In the prehospital setting, emergency medical services (EMS) clinicians have many competing responsibilities while caring for post-ROSC patients: tasks such as administration of vasopressors, coordinating movement to the ambulance, and airway management may occupy their attention and contribute to delayed rearrest recognition. Previously published data exist to support the assertion that these delays exist. One single-center study reported delayed EMS recognition of ∼20 % of rearrest events, with a median delay of 2.6 min [2]. Similarly, there are treatment delays in initial OHCA, with one study demonstrating an average delay of approximately 7 min from EMS arrival on scene to defibrillation of initial shockable rhythms [3]. The previous study of prehospital rearrest treatment delays did not stratify by initial rhythm (ventricular fibrillation (VF) vs. asystole) or treatment type (defibrillation delivery vs. cardiopulmonary resuscitation (CPR) initiation).

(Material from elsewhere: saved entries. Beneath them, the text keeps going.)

// =============================================================================
// Shift Report
// =============================================================================

/// Everything the end-of-shift export needs.
#[derive(Debug, Clone, PartialEq, Serialize)]
pub struct ShiftReport {
    pub id: Uuid,
    pub opened_at: Option<DateTime<Utc>>,
    pub closed_at: DateTime<Utc>,
    /// Ingredient → start/end/delta in raw units.
    pub inventory: BTreeMap<String, StockDelta>,
    /// Receipts in the order they were taken.
    pub receipts: Vec<Receipt>,
}

impl ShiftReport {
    pub fn sales_total(&self) -> Money {
        self.receipts.iter().map(Receipt::total).sum()
    }

    pub fn receipt_count(&self) -> usize {
        self.receipts.len()
    }
}

/// One line of the stock-count screen, in display units.
#[derive(Debug, Clone, PartialEq, Serialize)]
pub struct InventoryRow {
    pub name: String,
    pub start_units: f64,
    pub current_units: f64,
}

// =============================================================================
// Shift Manager
// =============================================================================

#[derive(Debug, Clone)]
pub struct ShiftManager {
    shift: Shift,
    receipts: Vec<Receipt>,
}

impl Default for ShiftManager {
    fn default() -> Self {
        ShiftManager {
            shift: Shift::Closed,
            receipts: Vec::new(),
        }
    }
}

impl ShiftManager {
    pub fn new() -> Self {
        Self::default()
    }

    /// Rebuilds the manager from stored documents. A stored baseline means
    /// the terminal stopped mid-shift.
    pub fn restore(baseline: Option<ShiftSnapshot>, receipts: Vec<Receipt>) -> Self {
        let shift = match baseline {
            Some(baseline) => Shift::Open {
                baseline,
                opened_at: None,
            },
            None => Shift::Closed,
        };
        info!(
            open = matches!(shift, Shift::Open { .. }),
            receipts = receipts.len(),
            "Shift state restored"
        );
        ShiftManager { shift, receipts }
    }

    pub fn state(&self) -> ShiftState {
        match self.shift {
            Shift::Closed => ShiftState::Closed,
            Shift::Open { .. } => ShiftState::Open,
        }
    }

    pub fn is_open(&self) -> bool {
        self.state() == ShiftState::Open
    }

    pub fn baseline(&self) -> Option<&ShiftSnapshot> {
        match &self.shift {
            Shift::Open { baseline, .. } => Some(baseline),
            Shift::Closed => None,
        }
    }

    pub fn receipts(&self) -> &[Receipt] {
        &self.receipts
    }

    pub fn receipts_newest_first(&self) -> impl Iterator<Item = &Receipt> {
        self.receipts.iter().rev()
    }

    /// Highest receipt id in the log, for seeding the order session.
    pub fn last_receipt_id(&self) -> Option<u64> {
        self.receipts.iter().map(Receipt::id).max()
    }

    pub fn start_shift(&mut self, ledger: &InventoryLedger) -> CoreResult<()> {
        self.start_shift_at(ledger, Utc::now())
    }

    /// Opens a shift with the ledger's current stock as baseline and an
    /// empty receipt log. The new baseline is available from
    /// [`ShiftManager::baseline`].
    pub fn start_shift_at(&mut self, ledger: &InventoryLedger, now: DateTime<Utc>) -> CoreResult<()> {
        if self.is_open() {
            return Err(CoreError::ShiftAlreadyOpen);
        }
        if !self.receipts.is_empty() {
            warn!(
                discarded = self.receipts.len(),
                "Discarding receipts left over from a previous shift"
            );
        }

        self.receipts.clear();
        self.shift = Shift::Open {
            baseline: ledger.snapshot(),
            opened_at: Some(now),
        };
        info!(ingredients = ledger.len(), opened_at = %now, "Shift started");
        Ok(())
    }

    /// Appends a completed sale to the shift's log.
    pub fn record_receipt(&mut self, receipt: Receipt) -> CoreResult<()> {
        if !self.is_open() {
            return Err(CoreError::ShiftNotOpen);
        }
        debug!(receipt_id = receipt.id(), total = %receipt.total(), "Receipt recorded");
        self.receipts.push(receipt);
        Ok(())
    }

    /// Applies a physical stock count given in display units.
    ///
    /// Sets the ledger to the counted amount. While a shift is open the
    /// baseline entry is overwritten with the same raw value, so the
    /// ingredient shows zero drift right after the count. Returns the raw
    /// amount stored.
    pub fn adjust_stock(
        &mut self,
        ledger: &mut InventoryLedger,
        units: &UnitConverter,
        ingredient: &str,
        counted_display_qty: f64,
    ) -> CoreResult<f64> {
        validate_quantity(ingredient, counted_display_qty)?;
        let raw = units.to_raw(ingredient, counted_display_qty);
        let previous = ledger.set_stock(ingredient, raw)?;

        if let Shift::Open { baseline, .. } = &mut self.shift {
            baseline.rebaseline(ingredient, raw);
        }

        info!(
            ingredient,
            counted = counted_display_qty,
            raw,
            ?previous,
            rebaselined = self.is_open(),
            "Stock counted"
        );
        Ok(raw)
    }

    pub fn closing_report(&self, ledger: &InventoryLedger) -> CoreResult<ShiftReport> {
        self.closing_report_at(ledger, Utc::now())
    }

    /// Builds the end-of-shift report without closing the shift.
    pub fn closing_report_at(
        &self,
        ledger: &InventoryLedger,
        now: DateTime<Utc>,
    ) -> CoreResult<ShiftReport> {
        let Shift::Open {
            baseline,
            opened_at,
        } = &self.shift
        else {
            return Err(CoreError::ShiftNotOpen);
        };

        Ok(ShiftReport {
            id: Uuid::new_v4(),
            opened_at: *opened_at,
            closed_at: now,
            inventory: ledger.diff(baseline),
            receipts: self.receipts.clone(),
        })
    }

    /// Closes the shift without building a report. Used once the report
    /// from `closing_report` has been exported.
    pub fn close(&mut self) -> CoreResult<()> {
        if !self.is_open() {
            return Err(CoreError::ShiftNotOpen);
        }
        let receipts = self.receipts.len();
        self.shift = Shift::Closed;
        self.receipts.clear();
        info!(receipts, "Shift closed");
        Ok(())
    }

    pub fn end_shift(&mut self, ledger: &InventoryLedger) -> CoreResult<ShiftReport> {
        self.end_shift_at(ledger, Utc::now())
    }

    /// Produces the closing report and returns to Closed, dropping the
    /// baseline and the receipt log.
    pub fn end_shift_at(
        &mut self,
        ledger: &InventoryLedger,
        now: DateTime<Utc>,
    ) -> CoreResult<ShiftReport> {
        let report = self.closing_report_at(ledger, now)?;
        self.close()?;
        Ok(report)
    }

    /// Per-ingredient start and current levels in display units. Ingredients
    /// missing from the baseline start at zero.
    pub fn inventory_rows(&self, ledger: &InventoryLedger, units: &UnitConverter) -> Vec<InventoryRow> {
        let baseline = self.baseline();
        ledger
            .iter()
            .map(|(name, current)| {
                let start = baseline.and_then(|b| b.get(name)).unwrap_or(0.0);
                InventoryRow {
                    name: name.to_string(),
                    start_units: units.to_display(name, start),
                    current_units: units.to_display(name, current),
                }
            })
            .collect()
    }
}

Additionally, while it has been hypothesized that treatment delays may be related to transport, [2] previous research has not related the timing of rearrest or duration of delays to patient movement.
In this retrospective study, we aimed to determine the frequency and magnitude of delays to defibrillation and chest compressions following prehospital rearrest for patients with a rearrest rhythm of asystole or VF. Secondarily, we aimed to characterize the timing of rearrest in relation to patient movement using a novel exploratory methodology.